Stored data:
━━━

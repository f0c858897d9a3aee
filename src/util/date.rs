//! Date parsing and generation.
//!
//! Parsing accepts the date encodings feeds use in practice; generation
//! always emits one canonical encoding per target format.

use chrono::{DateTime, NaiveDate, NaiveDateTime, SecondsFormat, TimeZone, Utc};

use crate::tree::Value;
use crate::util::parse_text_string;

/// Naive date-time layouts tried after the zoned RFC parsers, interpreted as UTC.
const NAIVE_DATETIME_FORMATS: &[&str] = &[
    "%Y-%m-%dT%H:%M:%S%.f",
    "%Y-%m-%d %H:%M:%S%.f",
    "%Y-%m-%dT%H:%M",
    "%Y-%m-%dT%H:%MZ",
    "%Y-%m-%d %H:%M",
];

/// Zoned layouts that RFC 3339 rejects but ISO 8601 allows.
/// W3C-DTF also allows minute precision (`1997-07-16T19:20+01:00`).
const ZONED_DATETIME_FORMATS: &[&str] = &[
    "%Y-%m-%dT%H:%M:%S%.f%z",
    "%Y-%m-%d %H:%M:%S%.f%z",
    "%Y-%m-%dT%H:%M%z",
];

/// A date field as it may arrive from a caller: a native value, or a string
/// that still has to be parsed.
#[derive(Debug, Clone, PartialEq)]
pub enum DateLike {
    Date(DateTime<Utc>),
    Text(String),
}

impl DateLike {
    /// Resolves to a point in time; unparseable text gives `None`.
    pub fn resolve(&self) -> Option<DateTime<Utc>> {
        match self {
            DateLike::Date(date) => Some(*date),
            DateLike::Text(text) => parse_date(text),
        }
    }
}

impl From<DateTime<Utc>> for DateLike {
    fn from(date: DateTime<Utc>) -> Self {
        DateLike::Date(date)
    }
}

impl From<&DateTime<Utc>> for DateLike {
    fn from(date: &DateTime<Utc>) -> Self {
        DateLike::Date(*date)
    }
}

impl From<&str> for DateLike {
    fn from(text: &str) -> Self {
        DateLike::Text(text.to_string())
    }
}

impl From<String> for DateLike {
    fn from(text: String) -> Self {
        DateLike::Text(text)
    }
}

/// Parses a date string in any supported encoding.
///
/// Tried in order: RFC 2822 (which covers RFC 822 with four-digit years and
/// `GMT`/`UT`/military zones), RFC 3339, other zoned ISO 8601 variants,
/// zone-less ISO date-times (taken as UTC), and the W3C-DTF reduced forms
/// `YYYY-MM-DD`, `YYYY-MM` and `YYYY` (midnight UTC on the first day).
///
/// # Examples
///
/// ```
/// use feedcraft::util::parse_date;
///
/// let a = parse_date("Sat, 07 Sep 2002 00:00:01 GMT").unwrap();
/// let b = parse_date("2002-09-07T00:00:01Z").unwrap();
/// assert_eq!(a, b);
/// assert!(parse_date("not a date").is_none());
/// ```
pub fn parse_date(text: &str) -> Option<DateTime<Utc>> {
    let text = text.trim();
    if text.is_empty() {
        return None;
    }

    if let Ok(date) = DateTime::parse_from_rfc2822(text) {
        return Some(date.with_timezone(&Utc));
    }
    if let Ok(date) = DateTime::parse_from_rfc3339(text) {
        return Some(date.with_timezone(&Utc));
    }
    for format in ZONED_DATETIME_FORMATS {
        if let Ok(date) = DateTime::parse_from_str(text, format) {
            return Some(date.with_timezone(&Utc));
        }
    }
    for format in NAIVE_DATETIME_FORMATS {
        if let Ok(naive) = NaiveDateTime::parse_from_str(text, format) {
            return Some(Utc.from_utc_datetime(&naive));
        }
    }
    parse_reduced_date(text)
}

fn parse_reduced_date(text: &str) -> Option<DateTime<Utc>> {
    let mut parts = text.splitn(3, '-');
    let year = parts.next()?;
    if year.len() != 4 {
        return None;
    }
    let year = year.parse::<i32>().ok()?;
    let month = match parts.next() {
        Some(m) if m.len() == 2 => m.parse::<u32>().ok()?,
        Some(_) => return None,
        None => 1,
    };
    let day = match parts.next() {
        Some(d) if d.len() == 2 => d.parse::<u32>().ok()?,
        Some(_) => return None,
        None => 1,
    };
    let naive = NaiveDate::from_ymd_opt(year, month, day)?.and_hms_opt(0, 0, 0)?;
    Some(Utc.from_utc_datetime(&naive))
}

/// Extractor form of [`parse_date`] for tree values.
pub fn parse_date_value(value: &Value) -> Option<DateTime<Utc>> {
    parse_text_string(value).and_then(|text| parse_date(&text))
}

/// RFC 3339 with millisecond precision in UTC, e.g. `2002-09-07T00:00:01.000Z`.
///
/// Used by JSON Feed, Atom and the W3C-DTF namespaces (Dublin Core,
/// Syndication). String input is re-parsed first; unparseable input gives
/// `None`.
pub fn generate_rfc3339_date<D: Into<DateLike>>(date: Option<D>) -> Option<String> {
    let date = date?.into().resolve()?;
    Some(date.to_rfc3339_opts(SecondsFormat::Millis, true))
}

/// RFC 822 in UTC, e.g. `Sat, 07 Sep 2002 00:00:01 GMT`. Used by RSS and OPML.
pub fn generate_rfc822_date<D: Into<DateLike>>(date: Option<D>) -> Option<String> {
    let date = date?.into().resolve()?;
    Some(date.format("%a, %d %b %Y %H:%M:%S GMT").to_string())
}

━━━

Output all the lines above. Keep each one exact.

- **TASK RESPONSE**:
repository f0c858897d9a3aee
filename src/util/date.rs
//! Date parsing and generation.
//!
//! Parsing accepts the date encodings feeds use in practice; generation
//! always emits one canonical encoding per target format.

use chrono::{DateTime, NaiveDate, NaiveDateTime, SecondsFormat, TimeZone, Utc};

use crate::tree::Value;
use crate::util::parse_text_string;

/// Naive date-time layouts tried after the zoned RFC parsers, interpreted as UTC.
const NAIVE_DATETIME_FORMATS: &[&str] = &[
    "%Y-%m-%dT%H:%M:%S%.f",
    "%Y-%m-%d %H:%M:%S%.f",
    "%Y-%m-%dT%H:%M",
    "%Y-%m-%dT%H:%MZ",
    "%Y-%m-%d %H:%M",
];

/// Zoned layouts that RFC 3339 rejects but ISO 8601 allows.
/// W3C-DTF also allows minute precision (`1997-07-16T19:20+01:00`).
const ZONED_DATETIME_FORMATS: &[&str] = &[
    "%Y-%m-%dT%H:%M:%S%.f%z",
    "%Y-%m-%d %H:%M:%S%.f%z",
    "%Y-%m-%dT%H:%M%z",
];

/// A date field as it may arrive from a caller: a native value, or a string
/// that still has to be parsed.
#[derive(Debug, Clone, PartialEq)]
pub enum DateLike {
    Date(DateTime<Utc>),
    Text(String),
}

impl DateLike {
    /// Resolves to a point in time; unparseable text gives `None`.
    pub fn resolve(&self) -> Option<DateTime<Utc>> {
        match self {
            DateLike::Date(date) => Some(*date),
            DateLike::Text(text) => parse_date(text),
        }
    }
}

impl From<DateTime<Utc>> for DateLike {
    fn from(date: DateTime<Utc>) -> Self {
        DateLike::Date(date)
    }
}

impl From<&DateTime<Utc>> for DateLike {
    fn from(date: &DateTime<Utc>) -> Self {
        DateLike::Date(*date)
    }
}

impl From<&str> for DateLike {
    fn from(text: &str) -> Self {
        DateLike::Text(text.to_string())
    }
}

impl From<String> for DateLike {
    fn from(text: String) -> Self {
        DateLike::Text(text)
    }
}

/// Parses a date string in any supported encoding.
///
/// Tried in order: RFC 2822 (which covers RFC 822 with four-digit years and
/// `GMT`/`UT`/military zones), RFC 3339, other zoned ISO 8601 variants,
/// zone-less ISO date-times (taken as UTC), and the W3C-DTF reduced forms
/// `YYYY-MM-DD`, `YYYY-MM` and `YYYY` (midnight UTC on the first day).
///
/// # Examples
///
/// ```
/// use feedcraft::util::parse_date;
///
/// let a = parse_date("Sat, 07 Sep 2002 00:00:01 GMT").unwrap();
/// let b = parse_date("2002-09-07T00:00:01Z").unwrap();
/// assert_eq!(a, b);
/// assert!(parse_date("not a date").is_none());
/// ```
pub fn parse_date(text: &str) -> Option<DateTime<Utc>> {
    let text = text.trim();
    if text.is_empty() {
        return None;
    }

    if let Ok(date) = DateTime::parse_from_rfc2822(text) {
        return Some(date.with_timezone(&Utc));
    }
    if let Ok(date) = DateTime::parse_from_rfc3339(text) {
        return Some(date.with_timezone(&Utc));
    }
    for format in ZONED_DATETIME_FORMATS {
        if let Ok(date) = DateTime::parse_from_str(text, format) {
            return Some(date.with_timezone(&Utc));
        }
    }
    for format in NAIVE_DATETIME_FORMATS {
        if let Ok(naive) = NaiveDateTime::parse_from_str(text, format) {
            return Some(Utc.from_utc_datetime(&naive));
        }
    }
    parse_reduced_date(text)
}

fn parse_reduced_date(text: &str) -> Option<DateTime<Utc>> {
    let mut parts = text.splitn(3, '-');
    let year = parts.next()?;
    if year.len() != 4 {
        return None;
    }
    let year = year.parse::<i32>().ok()?;
    let month = match parts.next() {
        Some(m) if m.len() == 2 => m.parse::<u32>().ok()?,
        Some(_) => return None,
        None => 1,
    };
    let day = match parts.next() {
        Some(d) if d.len() == 2 => d.parse::<u32>().ok()?,
        Some(_) => return None,
        None => 1,
    };
    let naive = NaiveDate::from_ymd_opt(year, month, day)?.and_hms_opt(0, 0, 0)?;
    Some(Utc.from_utc_datetime(&naive))
}

/// Extractor form of [`parse_date`] for tree values.
pub fn parse_date_value(value: &Value) -> Option<DateTime<Utc>> {
    parse_text_string(value).and_then(|text| parse_date(&text))
}

/// RFC 3339 with millisecond precision in UTC, e.g. `2002-09-07T00:00:01.000Z`.
///
/// Used by JSON Feed, Atom and the W3C-DTF namespaces (Dublin Core,
/// Syndication). String input is re-parsed first; unparseable input gives
/// `None`.
pub fn generate_rfc3339_date<D: Into<DateLike>>(date: Option<D>) -> Option<String> {
    let date = date?.into().resolve()?;
    Some(date.to_rfc3339_opts(SecondsFormat::Millis, true))
}

/// RFC 822 in UTC, e.g. `Sat, 07 Sep 2002 00:00:01 GMT`. Used by RSS and OPML.
pub fn generate_rfc822_date<D: Into<DateLike>>(date: Option<D>) -> Option<String> {
    let date = date?.into().resolve()?;
    Some(date.format("%a, %d %b %Y %H:%M:%S GMT").to_string())
}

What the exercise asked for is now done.